Oil on panel, 16” x 24”. November, 2013.
(Details of the face, trompe l’oeil painted mirror frame, and signature on the photo print out of an endoscopy below).
Portraits are meant to capture the likeness of a person, both inside and out. In this self-portrait I tried to play with that problem by describing my own experience with esophagitis (inflammation of the esophagus) caused by eosinophilic food allergies. We often think of people just as their exterior faces, but our experiences of ourselves is internal, and therefore we often overlook other people’s physical pain. In this painting, the esophagitis is represented by the photo print outs of the endoscopy exam and the eosinophil histology (cellular) slides decorating the shirt.

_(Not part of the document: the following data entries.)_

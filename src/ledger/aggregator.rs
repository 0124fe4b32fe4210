use chrono::{Datelike, NaiveDate, NaiveDateTime, NaiveTime};
use serde::{Deserialize, Serialize};
use utoipa::ToSchema;

use crate::error::LedgerError;
use crate::ledger::policy::AttendancePolicy;
use crate::model::clock_event::{ClockEventType, RawClockEvent};
use crate::model::presence::{
    DailyPresence, PresenceDiscrepancy, PresenceFigures, PresenceStats, PresenceStatus,
};
use crate::store::{AttendanceStore, LeaveStore, PresenceFilter};

/// Longest window accepted by a single recompute call.
const MAX_RECOMPUTE_DAYS: i64 = 366;

/// Folds one day of events into presence figures.
///
/// Arrival is the earliest check-in, departure the latest check-out at or after it.
/// A check-in without check-out leaves the day open as Present with no departure.
pub fn compute_presence(
    events: &[RawClockEvent],
    scheduled_start: NaiveTime,
    on_leave: bool,
    policy: &AttendancePolicy,
) -> PresenceFigures {
    if on_leave {
        return PresenceFigures {
            arrival_time: None,
            departure_time: None,
            status: PresenceStatus::OnLeave,
            lateness_minutes: 0,
            worked_minutes: 0,
            overtime_minutes: 0,
        };
    }

    let arrival = events
        .iter()
        .filter(|e| e.event_type == ClockEventType::CheckIn)
        .map(|e| e.occurred_at)
        .min();
    let departure = arrival.and_then(|arrival| {
        events
            .iter()
            .filter(|e| e.event_type == ClockEventType::CheckOut && e.occurred_at >= arrival)
            .map(|e| e.occurred_at)
            .max()
    });

    let Some(arrival) = arrival else {
        return PresenceFigures {
            arrival_time: None,
            departure_time: None,
            status: PresenceStatus::Absent,
            lateness_minutes: 0,
            worked_minutes: 0,
            overtime_minutes: 0,
        };
    };

    let lateness = minutes_between(arrival.date().and_time(scheduled_start), arrival).max(0);
    let worked = departure.map_or(0, |d| minutes_between(arrival, d).max(0));
    let overtime = if departure.is_some() {
        (worked - policy.standard_workday_minutes).max(0)
    } else {
        0
    };

    PresenceFigures {
        arrival_time: Some(arrival.time()),
        departure_time: departure.map(|d| d.time()),
        status: PresenceStatus::Present,
        lateness_minutes: lateness,
        worked_minutes: worked,
        overtime_minutes: overtime,
    }
}

fn minutes_between(from: NaiveDateTime, to: NaiveDateTime) -> i32 {
    i32::try_from((to - from).num_minutes()).unwrap_or(i32::MAX)
}

#[derive(Debug, Clone, PartialEq, Serialize, ToSchema)]
pub enum AggregationOutcome {
    /// The row was written with the recomputed figures.
    Applied(DailyPresence),
    /// The row is validated and kept; a differing recomputation is queued as a discrepancy.
    Frozen {
        presence: DailyPresence,
        discrepancy_id: Option<u64>,
    },
}

impl AggregationOutcome {
    #[cfg(test)]
    pub fn presence(&self) -> &DailyPresence {
        match self {
            AggregationOutcome::Applied(presence) => presence,
            AggregationOutcome::Frozen { presence, .. } => presence,
        }
    }
}

/// (Re)computes the presence row of one personnel for one date.
pub async fn aggregate_day<S: AttendanceStore + LeaveStore>(
    store: &S,
    policy: &AttendancePolicy,
    personnel_id: u64,
    date: NaiveDate,
) -> Result<AggregationOutcome, LedgerError> {
    let existing = store.find_presence(personnel_id, date).await?;
    let events = store.events_for_day(personnel_id, date).await?;
    let on_leave = !store
        .approved_leaves_between(date, date, Some(personnel_id))
        .await?
        .is_empty();
    let scheduled_start = store
        .scheduled_start_override(personnel_id, date)
        .await?
        .unwrap_or(policy.scheduled_start);

    let figures = compute_presence(&events, scheduled_start, on_leave, policy);

    if let Some(existing) = existing.filter(|p| p.validated) {
        let discrepancy_id = queue_discrepancy(store, &existing, &figures).await?;
        return Ok(AggregationOutcome::Frozen {
            presence: existing,
            discrepancy_id,
        });
    }

    store.upsert_presence(personnel_id, date, &figures).await?;
    let presence = store
        .find_presence(personnel_id, date)
        .await?
        .ok_or_else(|| LedgerError::not_found(format!("Presence of {personnel_id} on {date}")))?;

    tracing::debug!(
        personnel_id,
        date = %date,
        status = %presence.status,
        lateness = presence.lateness_minutes,
        worked = presence.worked_minutes,
        "Presence aggregated"
    );
    Ok(AggregationOutcome::Applied(presence))
}

async fn queue_discrepancy<S: AttendanceStore>(
    store: &S,
    validated: &DailyPresence,
    figures: &PresenceFigures,
) -> Result<Option<u64>, LedgerError> {
    if validated.figures() == *figures {
        return Ok(None);
    }

    let detected_at = chrono::Local::now().naive_local();
    let Some(id) = store.queue_discrepancy(validated, figures, detected_at).await? else {
        return Ok(None);
    };
    tracing::warn!(
        presence_id = validated.id,
        personnel_id = validated.personnel_id,
        date = %validated.work_date,
        discrepancy_id = id,
        "Validated presence differs from recomputation; discrepancy queued"
    );
    Ok(Some(id))
}

#[derive(Debug, Clone, Default, PartialEq, Serialize, ToSchema)]
pub struct RecomputeReport {
    pub applied: u32,
    pub frozen: u32,
    pub discrepancies: u32,
    pub errors: Vec<String>,
}

/// Recomputes every expected day in the window, up to `today`.
///
/// Non-working days are only recomputed when events exist for them.
pub async fn recompute_range<S: AttendanceStore + LeaveStore>(
    store: &S,
    policy: &AttendancePolicy,
    filter: &PresenceFilter,
    today: NaiveDate,
) -> Result<RecomputeReport, LedgerError> {
    check_window(filter.from, filter.to)?;
    if (filter.to - filter.from).num_days() >= MAX_RECOMPUTE_DAYS {
        return Err(LedgerError::validation(format!(
            "recompute window is limited to {MAX_RECOMPUTE_DAYS} days"
        )));
    }

    let personnel = match filter.personnel_id {
        Some(id) => vec![
            store
                .find_personnel(id)
                .await?
                .ok_or_else(|| LedgerError::not_found(format!("Personnel {id}")))?,
        ],
        None => store.active_personnel().await?,
    };

    let mut report = RecomputeReport::default();
    let last = filter.to.min(today);
    for person in &personnel {
        let mut day = filter.from.max(person.hire_date);
        while day <= last {
            let wanted = policy.is_working_day(day)
                || !store.events_for_day(person.id, day).await?.is_empty();
            if wanted {
                match aggregate_day(store, policy, person.id, day).await {
                    Ok(AggregationOutcome::Applied(_)) => report.applied += 1,
                    Ok(AggregationOutcome::Frozen { discrepancy_id, .. }) => {
                        report.frozen += 1;
                        if discrepancy_id.is_some() {
                            report.discrepancies += 1;
                        }
                    }
                    Err(e) => report.errors.push(format!("personnel {} on {day}: {e}", person.id)),
                }
            }
            match day.succ_opt() {
                Some(next) => day = next,
                None => break,
            }
        }
    }

    tracing::info!(
        from = %filter.from,
        to = %last,
        applied = report.applied,
        frozen = report.frozen,
        errors = report.errors.len(),
        "Presence recompute finished"
    );
    Ok(report)
}

pub fn check_window(from: NaiveDate, to: NaiveDate) -> Result<(), LedgerError> {
    if from > to {
        return Err(LedgerError::validation("from cannot be after to"));
    }
    Ok(())
}

pub async fn list<S: AttendanceStore>(
    store: &S,
    filter: &PresenceFilter,
) -> Result<Vec<DailyPresence>, LedgerError> {
    check_window(filter.from, filter.to)?;
    store.presence_between(filter).await
}

pub async fn open_discrepancies<S: AttendanceStore>(
    store: &S,
) -> Result<Vec<PresenceDiscrepancy>, LedgerError> {
    store.list_open_discrepancies().await
}

#[derive(Debug, Clone, Deserialize, ToSchema)]
#[schema(example = json!({ "accept": true }))]
pub struct DiscrepancyDecision {
    /// `true` copies the recomputed figures onto the validated row, `false` keeps the row as is
    pub accept: bool,
}

#[derive(Debug, Clone, PartialEq, Serialize, ToSchema)]
pub struct DiscrepancyOutcome {
    pub discrepancy: PresenceDiscrepancy,
    /// The presence row after the decision
    pub presence: DailyPresence,
}

/// Supervisor decision on a queued discrepancy.
pub async fn resolve_discrepancy<S: AttendanceStore>(
    store: &S,
    discrepancy_id: u64,
    decision: &DiscrepancyDecision,
    resolved_by: u64,
    at: NaiveDateTime,
) -> Result<DiscrepancyOutcome, LedgerError> {
    let discrepancy = store
        .resolve_discrepancy(discrepancy_id, decision.accept, resolved_by, at)
        .await?;
    let presence = store
        .find_presence_by_id(discrepancy.presence_id)
        .await?
        .ok_or_else(|| LedgerError::not_found(format!("Presence {}", discrepancy.presence_id)))?;

    tracing::info!(
        discrepancy_id,
        presence_id = presence.id,
        resolved_by,
        resolution = %discrepancy.resolution,
        "Presence discrepancy resolved"
    );
    Ok(DiscrepancyOutcome { discrepancy, presence })
}

/// Supervisor sign-off; a validated row is no longer overwritten by aggregation.
pub async fn validate<S: AttendanceStore>(
    store: &S,
    presence_id: u64,
    validator_id: u64,
    at: NaiveDateTime,
) -> Result<DailyPresence, LedgerError> {
    let presence = store
        .find_presence_by_id(presence_id)
        .await?
        .ok_or_else(|| LedgerError::not_found(format!("Presence {presence_id}")))?;
    if presence.validated || store.validate_presence(presence_id, validator_id, at).await? == 0 {
        return Err(LedgerError::conflict(format!(
            "Presence {presence_id} is already validated"
        )));
    }

    tracing::info!(presence_id, validator_id, "Presence validated");
    store
        .find_presence_by_id(presence_id)
        .await?
        .ok_or_else(|| LedgerError::not_found(format!("Presence {presence_id}")))
}

#[derive(Debug, Clone, Deserialize, ToSchema, utoipa::IntoParams)]
#[into_params(parameter_in = Query)]
pub struct StatsQuery {
    pub personnel_id: u64,
    pub year: i32,
    /// 1-12
    pub month: u32,
}

pub fn summarize(rows: &[DailyPresence], policy: &AttendancePolicy) -> PresenceStats {
    let mut stats = PresenceStats::default();
    for row in rows {
        stats.days_recorded += 1;
        match row.status {
            PresenceStatus::Present => stats.days_present += 1,
            PresenceStatus::Absent => stats.days_absent += 1,
            PresenceStatus::OnLeave => stats.days_on_leave += 1,
        }
        if row.status == PresenceStatus::Present && policy.is_late(row.lateness_minutes) {
            stats.late_days += 1;
        }
        stats.total_lateness_minutes += i64::from(row.lateness_minutes);
        stats.total_worked_minutes += i64::from(row.worked_minutes);
        stats.total_overtime_minutes += i64::from(row.overtime_minutes);
    }
    if stats.days_present > 0 {
        stats.average_worked_minutes =
            stats.total_worked_minutes as f64 / f64::from(stats.days_present);
    }
    if stats.days_recorded > 0 {
        stats.presence_rate =
            f64::from(stats.days_present) * 100.0 / f64::from(stats.days_recorded);
    }
    stats
}

pub async fn monthly_stats<S: AttendanceStore>(
    store: &S,
    policy: &AttendancePolicy,
    query: &StatsQuery,
) -> Result<PresenceStats, LedgerError> {
    let (from, to) = month_bounds(query.year, query.month)
        .ok_or_else(|| LedgerError::validation("month must be between 1 and 12"))?;
    let rows = store
        .presence_between(&PresenceFilter {
            from,
            to,
            personnel_id: Some(query.personnel_id),
        })
        .await?;
    Ok(summarize(&rows, policy))
}

pub fn month_bounds(year: i32, month: u32) -> Option<(NaiveDate, NaiveDate)> {
    let first = NaiveDate::from_ymd_opt(year, month, 1)?;
    let next = if month == 12 {
        NaiveDate::from_ymd_opt(year + 1, 1, 1)?
    } else {
        NaiveDate::from_ymd_opt(year, month + 1, 1)?
    };
    Some((first, next.pred_opt()?))
}

pub fn month_start(date: NaiveDate) -> NaiveDate {
    date.with_day(1).unwrap_or(date)
}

The lipstick draws the line of the esophagus, which is usually hidden within our bodies. The problem of internal/external is reiterated in the trompe l’oeil (“fool the eye”) mirror frame, which I painted so that the question of what is inside or outside of the the painting is ambiguous, just as we should question what is “inside” or “outside” an individual.
Side note: my hands actually ARE that small. I have tiny freakish baby hands. I decided not to draw them to look normal because they’re “me” just as much as my bulbous chin and chicken pox scars.